▶ ENTRIES PROVIDED
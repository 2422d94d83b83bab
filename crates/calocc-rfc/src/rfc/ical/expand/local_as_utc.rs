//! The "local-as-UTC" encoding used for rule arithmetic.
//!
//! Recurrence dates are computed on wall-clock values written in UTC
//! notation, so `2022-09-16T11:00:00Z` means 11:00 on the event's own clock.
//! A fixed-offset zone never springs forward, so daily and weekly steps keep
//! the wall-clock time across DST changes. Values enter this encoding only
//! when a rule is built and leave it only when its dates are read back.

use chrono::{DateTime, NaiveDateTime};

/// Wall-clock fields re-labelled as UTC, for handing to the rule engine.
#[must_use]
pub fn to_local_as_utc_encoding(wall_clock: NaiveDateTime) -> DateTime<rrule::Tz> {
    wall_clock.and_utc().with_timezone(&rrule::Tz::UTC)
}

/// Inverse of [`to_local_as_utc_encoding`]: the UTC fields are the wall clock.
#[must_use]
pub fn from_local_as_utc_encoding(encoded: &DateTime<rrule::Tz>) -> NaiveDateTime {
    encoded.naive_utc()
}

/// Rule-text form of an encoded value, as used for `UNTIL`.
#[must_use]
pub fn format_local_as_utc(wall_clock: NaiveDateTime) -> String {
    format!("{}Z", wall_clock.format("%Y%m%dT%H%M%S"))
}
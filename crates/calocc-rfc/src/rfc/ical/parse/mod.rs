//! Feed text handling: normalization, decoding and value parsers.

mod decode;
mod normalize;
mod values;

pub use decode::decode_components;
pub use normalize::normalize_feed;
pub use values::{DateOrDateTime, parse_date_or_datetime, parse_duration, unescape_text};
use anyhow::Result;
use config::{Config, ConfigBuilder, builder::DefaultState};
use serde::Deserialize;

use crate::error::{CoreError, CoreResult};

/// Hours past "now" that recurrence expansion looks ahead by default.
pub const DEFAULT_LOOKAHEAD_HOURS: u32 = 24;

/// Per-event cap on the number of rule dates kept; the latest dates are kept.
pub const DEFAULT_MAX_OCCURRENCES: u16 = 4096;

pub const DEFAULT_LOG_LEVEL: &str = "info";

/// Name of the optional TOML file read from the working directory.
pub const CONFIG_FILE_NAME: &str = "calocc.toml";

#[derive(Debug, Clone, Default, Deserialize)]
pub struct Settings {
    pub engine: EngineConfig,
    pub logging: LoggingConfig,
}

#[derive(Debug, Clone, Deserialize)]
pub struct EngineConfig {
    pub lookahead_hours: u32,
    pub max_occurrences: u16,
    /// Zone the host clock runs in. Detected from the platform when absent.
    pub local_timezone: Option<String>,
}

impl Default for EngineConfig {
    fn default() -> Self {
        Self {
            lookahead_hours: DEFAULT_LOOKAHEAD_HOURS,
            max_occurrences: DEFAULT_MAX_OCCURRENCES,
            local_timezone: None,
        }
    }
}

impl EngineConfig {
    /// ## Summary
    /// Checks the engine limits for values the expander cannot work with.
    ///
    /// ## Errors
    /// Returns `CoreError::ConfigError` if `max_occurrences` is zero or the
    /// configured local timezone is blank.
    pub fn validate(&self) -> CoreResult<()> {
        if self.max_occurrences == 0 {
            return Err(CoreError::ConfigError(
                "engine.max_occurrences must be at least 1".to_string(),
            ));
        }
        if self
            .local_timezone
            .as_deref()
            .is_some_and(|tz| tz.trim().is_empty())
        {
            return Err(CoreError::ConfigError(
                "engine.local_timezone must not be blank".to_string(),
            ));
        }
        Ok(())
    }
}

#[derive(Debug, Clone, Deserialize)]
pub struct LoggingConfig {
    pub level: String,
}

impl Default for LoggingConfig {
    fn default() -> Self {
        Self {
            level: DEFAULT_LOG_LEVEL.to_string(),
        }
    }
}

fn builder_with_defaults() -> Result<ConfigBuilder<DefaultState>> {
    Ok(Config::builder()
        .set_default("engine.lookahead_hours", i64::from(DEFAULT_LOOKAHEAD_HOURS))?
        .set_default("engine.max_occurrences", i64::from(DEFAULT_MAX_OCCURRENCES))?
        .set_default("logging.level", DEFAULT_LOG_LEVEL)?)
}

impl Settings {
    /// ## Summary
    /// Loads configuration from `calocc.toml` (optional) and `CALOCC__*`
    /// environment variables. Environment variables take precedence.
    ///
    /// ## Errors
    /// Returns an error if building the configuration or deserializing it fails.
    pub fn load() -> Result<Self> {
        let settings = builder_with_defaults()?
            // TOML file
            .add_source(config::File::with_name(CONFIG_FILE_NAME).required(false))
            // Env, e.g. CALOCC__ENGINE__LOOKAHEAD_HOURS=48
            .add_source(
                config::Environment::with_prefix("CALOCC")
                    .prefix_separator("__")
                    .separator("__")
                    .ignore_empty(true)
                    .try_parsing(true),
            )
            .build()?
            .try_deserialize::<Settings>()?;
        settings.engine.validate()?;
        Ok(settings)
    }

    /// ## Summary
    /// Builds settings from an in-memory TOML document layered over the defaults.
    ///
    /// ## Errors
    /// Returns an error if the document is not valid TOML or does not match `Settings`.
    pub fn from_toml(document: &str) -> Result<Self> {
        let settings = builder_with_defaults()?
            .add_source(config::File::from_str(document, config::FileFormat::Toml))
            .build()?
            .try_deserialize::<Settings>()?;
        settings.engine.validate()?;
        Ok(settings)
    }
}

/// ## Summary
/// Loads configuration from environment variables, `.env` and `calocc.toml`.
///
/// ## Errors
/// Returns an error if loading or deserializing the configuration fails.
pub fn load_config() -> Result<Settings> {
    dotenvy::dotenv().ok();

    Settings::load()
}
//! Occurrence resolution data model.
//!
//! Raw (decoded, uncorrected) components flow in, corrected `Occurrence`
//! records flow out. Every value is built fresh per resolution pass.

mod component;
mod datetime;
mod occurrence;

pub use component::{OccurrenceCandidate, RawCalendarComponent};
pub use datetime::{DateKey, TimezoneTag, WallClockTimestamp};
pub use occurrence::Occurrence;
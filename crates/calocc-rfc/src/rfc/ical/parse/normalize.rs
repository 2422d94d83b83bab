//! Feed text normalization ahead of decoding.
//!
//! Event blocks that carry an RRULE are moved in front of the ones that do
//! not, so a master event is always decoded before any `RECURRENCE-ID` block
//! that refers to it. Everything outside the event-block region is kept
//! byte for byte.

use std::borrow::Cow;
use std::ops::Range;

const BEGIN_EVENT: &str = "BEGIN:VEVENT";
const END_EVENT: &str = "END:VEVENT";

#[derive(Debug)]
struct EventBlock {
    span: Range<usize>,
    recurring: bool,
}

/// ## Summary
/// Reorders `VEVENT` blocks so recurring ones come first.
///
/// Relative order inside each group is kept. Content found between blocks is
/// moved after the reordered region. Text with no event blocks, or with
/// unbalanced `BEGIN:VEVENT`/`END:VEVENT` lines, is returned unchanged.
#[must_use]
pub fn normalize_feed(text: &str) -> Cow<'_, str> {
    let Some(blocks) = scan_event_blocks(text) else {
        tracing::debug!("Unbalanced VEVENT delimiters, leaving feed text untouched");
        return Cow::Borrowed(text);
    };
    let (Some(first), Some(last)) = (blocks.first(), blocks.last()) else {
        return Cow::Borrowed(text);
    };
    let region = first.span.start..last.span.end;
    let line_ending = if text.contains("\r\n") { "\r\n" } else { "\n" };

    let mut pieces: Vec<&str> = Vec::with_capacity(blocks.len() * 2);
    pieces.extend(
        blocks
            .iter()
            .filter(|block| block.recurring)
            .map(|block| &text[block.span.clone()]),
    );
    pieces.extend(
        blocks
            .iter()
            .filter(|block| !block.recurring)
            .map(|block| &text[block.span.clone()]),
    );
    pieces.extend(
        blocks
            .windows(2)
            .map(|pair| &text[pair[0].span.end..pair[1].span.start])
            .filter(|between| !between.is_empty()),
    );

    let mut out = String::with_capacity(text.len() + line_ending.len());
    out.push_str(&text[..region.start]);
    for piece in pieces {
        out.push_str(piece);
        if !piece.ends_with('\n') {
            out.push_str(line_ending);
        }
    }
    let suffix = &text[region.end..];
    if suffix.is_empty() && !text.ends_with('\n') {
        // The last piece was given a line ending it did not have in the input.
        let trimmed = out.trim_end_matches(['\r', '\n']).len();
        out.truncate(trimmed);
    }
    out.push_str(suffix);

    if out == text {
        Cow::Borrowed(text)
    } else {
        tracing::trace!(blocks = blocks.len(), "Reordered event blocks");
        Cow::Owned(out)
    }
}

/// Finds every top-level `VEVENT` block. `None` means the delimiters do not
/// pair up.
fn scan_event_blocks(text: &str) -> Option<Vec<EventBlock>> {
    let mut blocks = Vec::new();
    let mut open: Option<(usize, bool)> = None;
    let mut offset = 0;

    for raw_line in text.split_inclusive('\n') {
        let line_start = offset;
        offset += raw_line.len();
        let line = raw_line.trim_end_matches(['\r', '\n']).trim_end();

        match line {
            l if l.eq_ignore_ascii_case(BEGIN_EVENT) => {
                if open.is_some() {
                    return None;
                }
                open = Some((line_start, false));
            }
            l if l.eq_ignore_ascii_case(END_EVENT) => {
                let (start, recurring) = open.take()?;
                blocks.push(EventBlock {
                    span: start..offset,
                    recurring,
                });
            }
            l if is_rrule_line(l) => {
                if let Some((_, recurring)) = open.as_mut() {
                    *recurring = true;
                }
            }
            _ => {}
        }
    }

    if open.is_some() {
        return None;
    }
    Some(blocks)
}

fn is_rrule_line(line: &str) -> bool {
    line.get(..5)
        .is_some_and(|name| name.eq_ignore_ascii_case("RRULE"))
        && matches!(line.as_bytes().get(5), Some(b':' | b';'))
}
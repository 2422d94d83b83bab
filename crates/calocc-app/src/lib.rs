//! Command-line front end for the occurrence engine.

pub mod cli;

...

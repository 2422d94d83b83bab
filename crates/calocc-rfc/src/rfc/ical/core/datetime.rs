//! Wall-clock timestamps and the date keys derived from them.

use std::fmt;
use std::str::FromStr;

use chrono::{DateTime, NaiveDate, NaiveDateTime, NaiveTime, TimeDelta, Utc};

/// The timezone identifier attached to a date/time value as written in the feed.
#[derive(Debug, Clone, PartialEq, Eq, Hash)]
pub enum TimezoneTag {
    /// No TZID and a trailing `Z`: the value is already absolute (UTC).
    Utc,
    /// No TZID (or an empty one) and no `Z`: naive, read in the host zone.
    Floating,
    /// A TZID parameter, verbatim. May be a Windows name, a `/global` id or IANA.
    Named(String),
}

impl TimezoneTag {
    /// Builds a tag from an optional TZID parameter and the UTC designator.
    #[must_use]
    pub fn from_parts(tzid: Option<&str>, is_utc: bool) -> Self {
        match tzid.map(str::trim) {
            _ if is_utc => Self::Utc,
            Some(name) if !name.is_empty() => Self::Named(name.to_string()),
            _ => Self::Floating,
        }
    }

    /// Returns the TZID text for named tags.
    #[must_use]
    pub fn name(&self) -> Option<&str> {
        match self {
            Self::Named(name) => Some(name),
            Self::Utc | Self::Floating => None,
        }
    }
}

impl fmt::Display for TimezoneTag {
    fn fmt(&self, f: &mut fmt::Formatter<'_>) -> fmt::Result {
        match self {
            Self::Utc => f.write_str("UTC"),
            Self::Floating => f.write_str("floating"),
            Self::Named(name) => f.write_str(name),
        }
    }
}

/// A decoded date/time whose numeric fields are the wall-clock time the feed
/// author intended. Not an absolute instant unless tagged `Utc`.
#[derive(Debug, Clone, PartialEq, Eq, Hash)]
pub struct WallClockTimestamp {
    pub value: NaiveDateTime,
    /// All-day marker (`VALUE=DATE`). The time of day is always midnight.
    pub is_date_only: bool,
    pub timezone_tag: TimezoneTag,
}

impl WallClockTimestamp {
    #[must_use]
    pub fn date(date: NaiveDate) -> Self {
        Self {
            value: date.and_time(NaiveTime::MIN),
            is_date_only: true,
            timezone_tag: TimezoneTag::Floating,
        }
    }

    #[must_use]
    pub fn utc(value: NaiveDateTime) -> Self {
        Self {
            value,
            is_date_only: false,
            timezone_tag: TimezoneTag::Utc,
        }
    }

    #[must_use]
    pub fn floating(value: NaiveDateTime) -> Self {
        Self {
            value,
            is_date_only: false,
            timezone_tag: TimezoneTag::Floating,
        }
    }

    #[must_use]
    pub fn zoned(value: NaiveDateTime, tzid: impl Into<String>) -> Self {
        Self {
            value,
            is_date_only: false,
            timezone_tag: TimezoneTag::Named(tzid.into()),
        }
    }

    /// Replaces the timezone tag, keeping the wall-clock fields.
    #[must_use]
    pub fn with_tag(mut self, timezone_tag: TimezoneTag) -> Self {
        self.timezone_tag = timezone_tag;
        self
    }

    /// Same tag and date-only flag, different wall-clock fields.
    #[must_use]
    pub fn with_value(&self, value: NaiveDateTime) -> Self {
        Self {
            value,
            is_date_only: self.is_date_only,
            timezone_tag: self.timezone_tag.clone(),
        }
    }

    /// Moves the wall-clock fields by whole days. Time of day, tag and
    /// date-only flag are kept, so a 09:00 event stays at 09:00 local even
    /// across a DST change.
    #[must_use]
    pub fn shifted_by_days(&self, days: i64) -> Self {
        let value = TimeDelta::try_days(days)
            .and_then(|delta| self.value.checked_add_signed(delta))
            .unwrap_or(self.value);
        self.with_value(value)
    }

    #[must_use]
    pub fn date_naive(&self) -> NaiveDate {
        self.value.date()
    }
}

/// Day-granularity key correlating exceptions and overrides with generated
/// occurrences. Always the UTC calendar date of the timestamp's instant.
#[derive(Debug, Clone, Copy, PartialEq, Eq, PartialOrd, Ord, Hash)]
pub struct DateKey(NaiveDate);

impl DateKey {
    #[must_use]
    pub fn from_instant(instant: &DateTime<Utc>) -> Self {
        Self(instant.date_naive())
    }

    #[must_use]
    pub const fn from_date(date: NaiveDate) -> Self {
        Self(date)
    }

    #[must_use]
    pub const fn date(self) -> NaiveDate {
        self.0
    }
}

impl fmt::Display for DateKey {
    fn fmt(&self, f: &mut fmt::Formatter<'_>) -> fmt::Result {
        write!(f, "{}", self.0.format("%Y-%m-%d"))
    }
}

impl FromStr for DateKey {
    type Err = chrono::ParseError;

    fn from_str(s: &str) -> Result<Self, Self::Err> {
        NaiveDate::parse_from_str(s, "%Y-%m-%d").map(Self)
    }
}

...

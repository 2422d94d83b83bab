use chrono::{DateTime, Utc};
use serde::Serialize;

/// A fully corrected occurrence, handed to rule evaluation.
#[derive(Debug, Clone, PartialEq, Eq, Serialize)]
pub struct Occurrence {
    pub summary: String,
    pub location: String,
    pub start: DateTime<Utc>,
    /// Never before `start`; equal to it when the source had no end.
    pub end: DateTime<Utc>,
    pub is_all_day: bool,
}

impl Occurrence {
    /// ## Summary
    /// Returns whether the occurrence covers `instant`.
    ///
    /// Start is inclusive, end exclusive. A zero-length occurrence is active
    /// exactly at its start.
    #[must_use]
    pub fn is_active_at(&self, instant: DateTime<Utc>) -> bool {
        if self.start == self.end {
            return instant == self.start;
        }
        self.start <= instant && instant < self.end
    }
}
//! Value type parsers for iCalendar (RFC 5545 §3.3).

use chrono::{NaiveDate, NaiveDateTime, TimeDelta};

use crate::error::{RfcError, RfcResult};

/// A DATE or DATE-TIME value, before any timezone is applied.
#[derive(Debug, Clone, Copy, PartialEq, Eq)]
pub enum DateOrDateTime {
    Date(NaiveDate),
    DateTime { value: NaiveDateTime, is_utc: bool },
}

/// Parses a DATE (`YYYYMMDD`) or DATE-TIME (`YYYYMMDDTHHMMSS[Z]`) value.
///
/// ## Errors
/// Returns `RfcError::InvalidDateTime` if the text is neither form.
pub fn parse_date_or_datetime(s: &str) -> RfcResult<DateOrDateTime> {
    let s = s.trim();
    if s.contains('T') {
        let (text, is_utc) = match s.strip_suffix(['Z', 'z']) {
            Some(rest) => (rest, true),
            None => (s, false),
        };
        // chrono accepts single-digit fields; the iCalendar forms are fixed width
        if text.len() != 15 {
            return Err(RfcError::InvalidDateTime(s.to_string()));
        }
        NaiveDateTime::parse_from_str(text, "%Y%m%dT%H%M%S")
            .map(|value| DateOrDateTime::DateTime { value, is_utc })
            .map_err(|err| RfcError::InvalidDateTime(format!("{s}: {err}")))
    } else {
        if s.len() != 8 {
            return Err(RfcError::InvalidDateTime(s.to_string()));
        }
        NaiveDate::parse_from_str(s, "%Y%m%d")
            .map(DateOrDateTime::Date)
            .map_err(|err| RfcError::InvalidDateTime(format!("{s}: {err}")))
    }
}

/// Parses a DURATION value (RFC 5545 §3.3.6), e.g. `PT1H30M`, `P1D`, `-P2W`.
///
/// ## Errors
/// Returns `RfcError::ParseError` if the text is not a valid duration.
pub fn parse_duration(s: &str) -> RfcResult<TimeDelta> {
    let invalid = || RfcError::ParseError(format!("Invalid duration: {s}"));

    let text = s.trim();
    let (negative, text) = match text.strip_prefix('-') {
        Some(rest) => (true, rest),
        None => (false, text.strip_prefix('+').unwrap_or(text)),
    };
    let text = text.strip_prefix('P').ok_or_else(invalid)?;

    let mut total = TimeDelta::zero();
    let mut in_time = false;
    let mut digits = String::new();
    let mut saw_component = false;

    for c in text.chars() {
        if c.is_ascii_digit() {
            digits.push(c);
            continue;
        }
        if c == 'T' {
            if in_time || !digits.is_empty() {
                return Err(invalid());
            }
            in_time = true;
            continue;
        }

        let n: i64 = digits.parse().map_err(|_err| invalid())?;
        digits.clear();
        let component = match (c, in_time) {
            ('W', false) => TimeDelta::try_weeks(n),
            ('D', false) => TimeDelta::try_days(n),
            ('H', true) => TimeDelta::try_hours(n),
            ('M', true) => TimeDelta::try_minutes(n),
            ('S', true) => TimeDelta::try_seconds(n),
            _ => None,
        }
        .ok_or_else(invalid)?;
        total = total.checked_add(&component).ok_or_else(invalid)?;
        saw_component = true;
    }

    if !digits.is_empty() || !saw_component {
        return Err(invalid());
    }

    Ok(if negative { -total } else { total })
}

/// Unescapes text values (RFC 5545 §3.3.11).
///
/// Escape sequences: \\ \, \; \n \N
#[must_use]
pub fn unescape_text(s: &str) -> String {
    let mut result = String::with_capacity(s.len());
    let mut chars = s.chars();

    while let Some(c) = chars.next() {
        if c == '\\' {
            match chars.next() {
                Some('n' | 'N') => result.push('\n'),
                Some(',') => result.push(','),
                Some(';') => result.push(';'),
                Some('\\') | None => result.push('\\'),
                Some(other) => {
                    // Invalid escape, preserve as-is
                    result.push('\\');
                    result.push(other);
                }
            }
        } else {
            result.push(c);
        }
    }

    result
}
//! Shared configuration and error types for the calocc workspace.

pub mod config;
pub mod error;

▶ WHAT YOU WILL DO
Work out the number of lines in this listing that include the word "true". Reply with that number only.

▶ RESPONSE
11